# Underrated/Overrated (Anime titles)



## whiteskunk (Jul 24, 2010)

What anime titles do you think are overrated and which ones do you think are underrated?


----------



## Nyloc (Jul 24, 2010)

*Predicts many Naruto comments*


----------



## 8-bit (Jul 24, 2010)

Anime sucks, manga is better. >:3


----------



## whiteskunk (Jul 24, 2010)

Nyloc said:


> *Predicts many Naruto comments*


 
Me thinks ye be right. 
However, I will toss in my 2 cents and say "One Piece" is among the highly overrated and "Ramen Fighter Miki" is among the highly underrated titles.


----------



## KiloFox (Jul 24, 2010)

Makai Senki Disgaea is VERY underrated... they need a second season following Disgaea 2... then a third following Disgaea 3... an English dub would also be nice, though i do like watching the Japanese version... hell if Pokemon can go for like... 8 seasons then they can throw Disgaea a bone!


----------



## Kellie Gator (Jul 24, 2010)

New Getter Robo is greatly overlooked because animufaggots are still convinced that shit like Azumanga Daioh is supposed to be entertaining when it's clearly not. :V


----------



## whiteskunk (Jul 24, 2010)

8-bit said:


> Anime sucks, manga is better. >:3



Oh please make more of those wonderful MMVs (Manga Music Videos) and post them on youtube.


----------



## Willow (Jul 24, 2010)

Death Note is pretty overrated


----------



## Aetius (Jul 24, 2010)

WillowWulf said:


> Death Note is pretty overrated



/agree


----------



## Rico-dawg (Jul 24, 2010)

I think a lot of animes seem to be overrated because you hear about them all the time, Naruto in particular, but I have yet to find one that is supposedly overrated and dislike it.


----------



## 8-bit (Jul 24, 2010)

whiteskunk said:


> Oh please make more of those wonderful MMVs (Manga Music Videos) and post them on youtube.


 
most AMVs are shit.


----------



## whiteskunk (Jul 24, 2010)

8-bit said:


> most AMVs are shit.


 
Who said anything about amvs?
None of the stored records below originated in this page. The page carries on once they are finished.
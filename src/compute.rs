//! Compute Boundary (Tier 3)
//!
//! The expensive source-of-truth computation sits behind [`ComputeEngine`].
//! Engines hold no cache state of their own and must be callable from many
//! tasks at once; the orchestrator decides when they run.

use crate::cache::key::Params;
use crate::error::ComputeError;
use async_trait::async_trait;
use chrono::NaiveDate;
use serde::de::DeserializeOwned;
use serde::{Deserialize, Serialize};

/// Namespace under which forecasts are cached
pub const FORECAST_NAMESPACE: &str = "forecast";

// =============================================================================
// Traits
// =============================================================================

/// A request whose result can be cached
///
/// Two requests that should share a cached result must yield the same
/// namespace, owner and parameters.
pub trait CacheableRequest: Send + Sync {
    /// Namespace the result is cached under
    fn namespace(&self) -> &str;

    /// Owner the result belongs to
    fn owner_id(&self) -> u64;

    /// Every input that changes the result
    fn params(&self) -> Params;
}

/// Trait for Tier 3 engines
#[async_trait]
pub trait ComputeEngine: Send + Sync {
    type Request: CacheableRequest;
    type Output: Serialize + DeserializeOwned + Send + Sync;

    /// Compute a fresh result
    async fn compute(&self, request: &Self::Request) -> Result<Self::Output, ComputeError>;
}

// =============================================================================
// Forecast Request
// =============================================================================

/// Balance forecast for one owner
#[derive(Debug, Clone, PartialEq, Eq, Hash, Serialize, Deserialize)]
#[serde(rename_all = "camelCase")]
pub struct ForecastRequest {
    pub owner_id: u64,
    /// Days projected forward from `start_date`
    pub horizon_days: u32,
    /// First projected day (None = today, resolved by the engine)
    #[serde(default, skip_serializing_if = "Option::is_none")]
    pub start_date: Option<NaiveDate>,
    /// Include bills and transactions not yet posted
    #[serde(default)]
    pub include_pending: bool,
    /// Named what-if scenario
    #[serde(default, skip_serializing_if = "Option::is_none")]
    pub scenario: Option<String>,
}

impl ForecastRequest {
    pub fn new(owner_id: u64, horizon_days: u32) -> Self {
        Self {
            owner_id,
            horizon_days,
            start_date: None,
            include_pending: false,
            scenario: None,
        }
    }

    pub fn starting(mut self, date: NaiveDate) -> Self {
        self.start_date = Some(date);
        self
    }

    pub fn with_pending(mut self) -> Self {
        self.include_pending = true;
        self
    }

    pub fn with_scenario(mut self, scenario: impl Into<String>) -> Self {
        self.scenario = Some(scenario.into());
        self
    }
}

impl CacheableRequest for ForecastRequest {
    fn namespace(&self) -> &str {
        FORECAST_NAMESPACE
    }

    fn owner_id(&self) -> u64 {
        self.owner_id
    }

    fn params(&self) -> Params {
        let mut params = Params::new()
            .with("horizonDays", self.horizon_days)
            .with("includePending", self.include_pending);
        if let Some(date) = self.start_date {
            params.insert("startDate", date);
        }
        if let Some(scenario) = &self.scenario {
            params.insert("scenario", scenario.as_str());
        }
        params
    }
}
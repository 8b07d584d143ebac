//! Benchmarks for the hot path around every fetch
//!
//! Key building runs once per fetch; single-flight resolution runs once per
//! miss.

use chrono::NaiveDate;
use criterion::{black_box, criterion_group, criterion_main, Criterion, Throughput};
use forecast_cache::cache::{CacheKey, KeyPattern, Params, SingleFlight};
use forecast_cache::{CacheableRequest, ComputeError, ForecastRequest};
use std::sync::Arc;

fn bench_key_building(c: &mut Criterion) {
    let mut group = c.benchmark_group("key_codec");
    group.throughput(Throughput::Elements(1));

    let params = Params::new()
        .with("horizonDays", 90)
        .with("includePending", true)
        .with("startDate", NaiveDate::from_ymd_opt(2026, 1, 1).unwrap())
        .with("scenario", "baseline");

    group.bench_function("build_key", |b| {
        b.iter(|| CacheKey::build(black_box("forecast"), black_box(42), black_box(&params)));
    });

    group.bench_function("forecast_request_key", |b| {
        let request = ForecastRequest::new(42, 90).with_pending().with_scenario("baseline");
        b.iter(|| {
            let request = black_box(&request);
            CacheKey::build(request.namespace(), request.owner_id(), &request.params())
        });
    });

    let key = CacheKey::build("forecast", 42, &params).unwrap();
    let storage_key = key.to_storage_key();

    group.bench_function("storage_key_roundtrip", |b| {
        b.iter(|| CacheKey::from_storage_key(black_box(&storage_key)));
    });

    let pattern = KeyPattern::owner(42);
    group.bench_function("pattern_match", |b| {
        b.iter(|| pattern.matches_storage_key(black_box(&storage_key)));
    });

    group.finish();
}

fn bench_single_flight(c: &mut Criterion) {
    let mut group = c.benchmark_group("single_flight");
    let runtime = tokio::runtime::Builder::new_multi_thread()
        .worker_threads(4)
        .enable_all()
        .build()
        .unwrap();

    group.throughput(Throughput::Elements(1));
    group.bench_function("uncontended", |b| {
        let flights: SingleFlight<u64> = SingleFlight::new();
        b.to_async(&runtime).iter(|| async {
            let (result, _) = flights
                .resolve("forecast:42:k", None, || async { Ok::<_, ComputeError>(7) })
                .await;
            black_box(result)
        });
    });

    group.throughput(Throughput::Elements(64));
    group.bench_function("contended_64", |b| {
        let flights: Arc<SingleFlight<u64>> = Arc::new(SingleFlight::new());
        b.to_async(&runtime).iter(|| {
            let flights = flights.clone();
            async move {
                let calls = (0..64).map(|_| {
                    let flights = flights.clone();
                    tokio::spawn(async move {
                        flights
                            .resolve("forecast:42:k", None, || async {
                                tokio::task::yield_now().await;
                                Ok::<_, ComputeError>(7)
                            })
                            .await
                            .0
                    })
                });
                black_box(futures::future::join_all(calls).await)
            }
        });
    });

    group.finish();
}

criterion_group!(benches, bench_key_building, bench_single_flight);
criterion_main!(benches);
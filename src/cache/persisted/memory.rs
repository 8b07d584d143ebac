//! In-memory Tier 2 backend
//!
//! Holds records in a process-local map. Used for tests and for running the
//! service without a persistence volume.

use super::PersistedCache;
use crate::cache::key::{CacheKey, KeyPattern};
use crate::cache::record::CacheRecord;
use crate::cache::tier::CacheTier;
use crate::error::{Error, Result};
use async_trait::async_trait;
use chrono::Utc;
use parking_lot::RwLock;
use std::collections::HashMap;
use std::sync::atomic::{AtomicBool, Ordering};

/// Map-backed Tier 2 cache
pub struct MemoryPersistedCache {
    records: RwLock<HashMap<String, CacheRecord>>,
    available: AtomicBool,
}

impl MemoryPersistedCache {
    pub fn new() -> Self {
        Self {
            records: RwLock::new(HashMap::new()),
            available: AtomicBool::new(true),
        }
    }

    /// Set backend availability (for testing failure scenarios)
    pub fn set_available(&self, available: bool) {
        self.available.store(available, Ordering::SeqCst);
    }

    fn ensure_available(&self) -> Result<()> {
        if self.available.load(Ordering::SeqCst) {
            Ok(())
        } else {
            Err(Error::StoreUnavailable {
                tier: CacheTier::Persisted,
                reason: "memory backend offline".to_string(),
            })
        }
    }
}

impl Default for MemoryPersistedCache {
    fn default() -> Self {
        Self::new()
    }
}

#[async_trait]
impl PersistedCache for MemoryPersistedCache {
    fn name(&self) -> &'static str {
        "memory"
    }

    async fn get(&self, key: &CacheKey) -> Result<Option<CacheRecord>> {
        self.ensure_available()?;
        let storage_key = key.to_storage_key();

        let record = match self.records.read().get(&storage_key) {
            Some(record) => record.clone(),
            None => return Ok(None),
        };

        if record.is_expired() {
            let mut records = self.records.write();
            if records.get(&storage_key).map(|r| r.is_expired()).unwrap_or(false) {
                records.remove(&storage_key);
            }
            return Ok(None);
        }

        Ok(Some(record))
    }

    async fn put(&self, record: CacheRecord) -> Result<()> {
        self.ensure_available()?;
        self.records
            .write()
            .insert(record.key.to_storage_key(), record);
        Ok(())
    }

    async fn delete(&self, key: &CacheKey) -> Result<bool> {
        self.ensure_available()?;
        Ok(self.records.write().remove(&key.to_storage_key()).is_some())
    }

    async fn delete_pattern(&self, pattern: &KeyPattern) -> Result<u64> {
        self.ensure_available()?;
        let mut records = self.records.write();
        let before = records.len();
        records.retain(|_, record| !pattern.matches(&record.key));
        Ok((before - records.len()) as u64)
    }

    async fn purge_expired(&self) -> Result<u64> {
        self.ensure_available()?;
        let now = Utc::now();
        let mut records = self.records.write();
        let before = records.len();
        records.retain(|_, record| !record.is_expired_at(now));
        Ok((before - records.len()) as u64)
    }

    async fn entry_count(&self) -> Result<u64> {
        self.ensure_available()?;
        Ok(self.records.read().len() as u64)
    }

    async fn health_check(&self) -> Result<bool> {
        Ok(self.available.load(Ordering::SeqCst))
    }
}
I said MMVs (manga music videos)! Learn to f---ing read!


----------



## Stargazer Bleu (Jul 24, 2010)

I think bleach is overrated, not saying it bad in the least, I just what I think. 

I enjoyed Wolfs Rain don't hear many talk about it tho.


----------



## 8-bit (Jul 24, 2010)

whiteskunk said:


> Who said anything about amvs? I said MMVs (manga music videos)! Learn to f---ing read!


 
I can FUCKING read. MMVs? No fucking thanks. 
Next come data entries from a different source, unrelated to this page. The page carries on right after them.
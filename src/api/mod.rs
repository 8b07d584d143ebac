//! Admin API Module
//!
//! REST endpoints for cache statistics and out-of-process invalidation.

pub mod rest;
pub mod server;

pub use rest::*;
pub use server::*;
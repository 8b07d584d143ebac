//! Forecast Cache
//!
//! A multi-tier result cache for expensive per-owner computations such as
//! balance forecasts. Results are looked up in a fast shared store, then a
//! durable store, and only computed on a miss; concurrent misses for the same
//! key share one computation. Domain writes invalidate every cached result of
//! the affected owner.
//!
//! # Architecture
//!
//! ```text
//! ┌─────────────────────────────────────────────────────────────────────────┐
//! │                        Forecast Cache Service                           │
//! ├─────────────────────────────────────────────────────────────────────────┤
//! │  ┌─────────────────┐  ┌─────────────────┐  ┌────────────────────────┐   │
//! │  │   Admin API     │  │   Prometheus    │  │   Domain write path    │   │
//! │  │   (REST)        │  │   /metrics      │  │   (MutationEvent)      │   │
//! │  └────────┬────────┘  └────────┬────────┘  └───────────┬────────────┘   │
//! │           └────────────────────┼───────────────────────┘                │
//! │                    ┌───────────┴───────────┐                            │
//! │                    │  Cache Orchestrator   │                            │
//! │                    │  + Invalidation Mgr   │                            │
//! │                    └───────────┬───────────┘                            │
//! ├────────────────────────────────┼────────────────────────────────────────┤
//! │  ┌─────────────────┐  ┌────────┴────────┐  ┌────────────────────────┐   │
//! │  │  Tier 1 Fast    │  │ Tier 2 Persisted│  │  Tier 3 ComputeEngine  │   │
//! │  │  (Redis)        │  │ (Local dir)     │  │  (single-flight)       │   │
//! │  └─────────────────┘  └─────────────────┘  └────────────────────────┘   │
//! └─────────────────────────────────────────────────────────────────────────┘
//! ```
//!
//! # Modules
//!
//! - [`cache`]: Tiers, orchestrator, single-flight and invalidation
//! - [`compute`]: The compute boundary and the forecast request
//! - [`config`]: YAML configuration and store wiring
//! - [`api`]: Admin REST API
//! - [`telemetry`]: Prometheus exposition
//! - [`error`]: Error types and handling

pub mod api;
pub mod cache;
pub mod compute;
pub mod config;
pub mod error;
pub mod telemetry;

// Re-export commonly used types
pub use api::{AdminRouter, ApiServer, ApiServerConfig};

pub use cache::{
    CacheEvent, CacheHealth, CacheKey, CacheOrchestrator, CacheStatistics, CacheTier,
    FastCache, FetchOptions, Fetched, InvalidationConfig, InvalidationManager,
    InvalidationReport, KeyPattern, LocalPersistedCache, MemoryFastCache, MemoryPersistedCache,
    MutationAction, MutationEvent, OrchestratorSettings, Params, PersistedCache, RecordKind,
    RedisFastCache, RedisSettings, TierServed, TtlPolicy,
};

pub use compute::{CacheableRequest, ComputeEngine, ForecastRequest, FORECAST_NAMESPACE};

pub use config::CacheConfig;

pub use error::{ComputeError, Error, Result};

pub use telemetry::CacheMetrics;

/// Library version
pub const VERSION: &str = env!("CARGO_PKG_VERSION");

/// Library name
pub const NAME: &str = env!("CARGO_PKG_NAME");
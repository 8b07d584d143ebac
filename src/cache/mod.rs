//! Multi-Tier Forecast Cache
//!
//! A two-tier cache in front of an expensive computation:
//! - **Tier 1 Fast**: shared, volatile, low-latency store (Redis or in-process)
//! - **Tier 2 Persisted**: durable store surviving Tier 1 restarts
//! - **Tier 3 Compute**: the source-of-truth computation, run once per key
//!
//! # Architecture
//!
//! ```text
//! ┌─────────────────────────────────────────────────────────────────────────┐
//! │                          Cache Orchestrator                             │
//! ├─────────────────────────────────────────────────────────────────────────┤
//! │  ┌──────────────┐  ┌──────────────────┐  ┌────────────────────────┐     │
//! │  │ Tier 1 Fast  │  │ Tier 2 Persisted │  │  Single-Flight         │     │
//! │  │ (Redis)      │  │ (Local dir)      │  │  (per-key watch slot)  │     │
//! │  │ TTL 15m      │  │ TTL 24h / none   │  │  → ComputeEngine       │     │
//! │  └──────────────┘  └──────────────────┘  └────────────────────────┘     │
//! │         ▲                   ▲                                           │
//! │         └─────────┬─────────┘                                           │
//! │                   │  delete by pattern (namespace:owner:*)              │
//! │         ┌─────────┴──────────┐                                          │
//! │         │ Invalidation Mgr   │ ◄── domain mutations                     │
//! │         └────────────────────┘                                          │
//! ├─────────────────────────────────────────────────────────────────────────┤
//! │  • Store failures degrade to a miss      • Failures are never cached    │
//! │  • Durable tier written first            • Cache-line aligned counters  │
//! └─────────────────────────────────────────────────────────────────────────┘
//! ```
//!
//! # Usage
//!
//! ```ignore
//! use forecast_cache::cache::{CacheOrchestrator, FetchOptions, MemoryFastCache};
//! use forecast_cache::cache::{InvalidationManager, LocalPersistedCache, Params};
//!
//! let fast = Arc::new(MemoryFastCache::new());
//! let persisted = Arc::new(LocalPersistedCache::with_path("/var/cache/forecast").await?);
//! let cache = CacheOrchestrator::new(fast, persisted, Default::default());
//!
//! let params = Params::new().with("horizonDays", 90);
//! let fetched = cache
//!     .fetch("forecast", 42, &params, FetchOptions::default(), || engine.run(42, 90))
//!     .await?;
//! println!("served from {}", fetched.tier);
//!
//! // After owner 42 edits a transaction
//! let invalidation = InvalidationManager::new(cache.clone(), Default::default());
//! invalidation.invalidate_owner(42).await;
//! ```

pub mod compression;
pub mod events;
pub mod fast;
pub mod invalidation;
pub mod key;
pub mod metrics;
pub mod orchestrator;
pub mod persisted;
pub mod record;
pub mod singleflight;
pub mod tier;

// Re-export main types
pub use compression::{CompressionAlgorithm, CompressionConfig, CompressionManager};
pub use events::CacheEvent;
pub use fast::{FastCache, FastCacheStats, MemoryFastCache, RedisFastCache, RedisSettings};
pub use invalidation::{
    InvalidationConfig, InvalidationManager, InvalidationReport, MutationAction, MutationEvent,
    RecordKind, TierOutcome,
};
pub use key::{CacheKey, KeyPattern, ParamValue, Params};
pub use metrics::{CacheStatistics, OwnerStatistics, StatsCollector, TierStats};
pub use orchestrator::{CacheHealth, CacheOrchestrator, FetchOptions, Fetched, OrchestratorSettings};
pub use persisted::{LocalPersistedCache, LocalStoreConfig, MemoryPersistedCache, PersistedCache};
pub use record::CacheRecord;
pub use singleflight::{FlightRole, SingleFlight};
pub use tier::{CacheTier, TierServed, TtlPolicy};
Also, nice censorship. What are you, nine?


----------



## whiteskunk (Jul 24, 2010)

8-bit said:


> I can FUCKING read. MMVs? No fucking thanks.
> 
> Also, nice censorship. What are you, nine?



Of course I'm not 9 years old! I'm only 8 years old! HAHA! You're arguing with an 8 year old! Don't you sound smart!


----------



## Taralack (Jul 24, 2010)

Axis Powers Hetalia is overrated.

Sengoku Basara is underrated.

Now stop trolling each other.


----------



## Ames (Jul 24, 2010)

IMO Bleach, Death Note, and Full Metal Alchemist are all grotesquely overrated.


----------



## Willow (Jul 24, 2010)

Toraneko said:


> Axis Powers Hetalia is overrated.


 ^

I like the series, but I have to agree with this. Thank FUNimation


----------



## 8-bit (Jul 24, 2010)

whiteskunk said:


> Of course I'm not 9 years old! I'm only 8 years old! HAHA! You're arguing with an 8 year old! Don't you sound smart!


 
Of course! I'm a fuckin genius! :V


----------



## Ibuuyk (Jul 24, 2010)

Blue Seed's an awesome yet almost unknown anime I used to watch when I was seven years old.  Yeah, it's really old.


----------



## kyle19 (Jul 24, 2010)

Code Geass is overrated IMO


----------



## 8-bit (Jul 24, 2010)

Blue Sub No.6 was good :3c


----------



## Term_the_Schmuck (Jul 25, 2010)

All Japanese art and animation is overrated.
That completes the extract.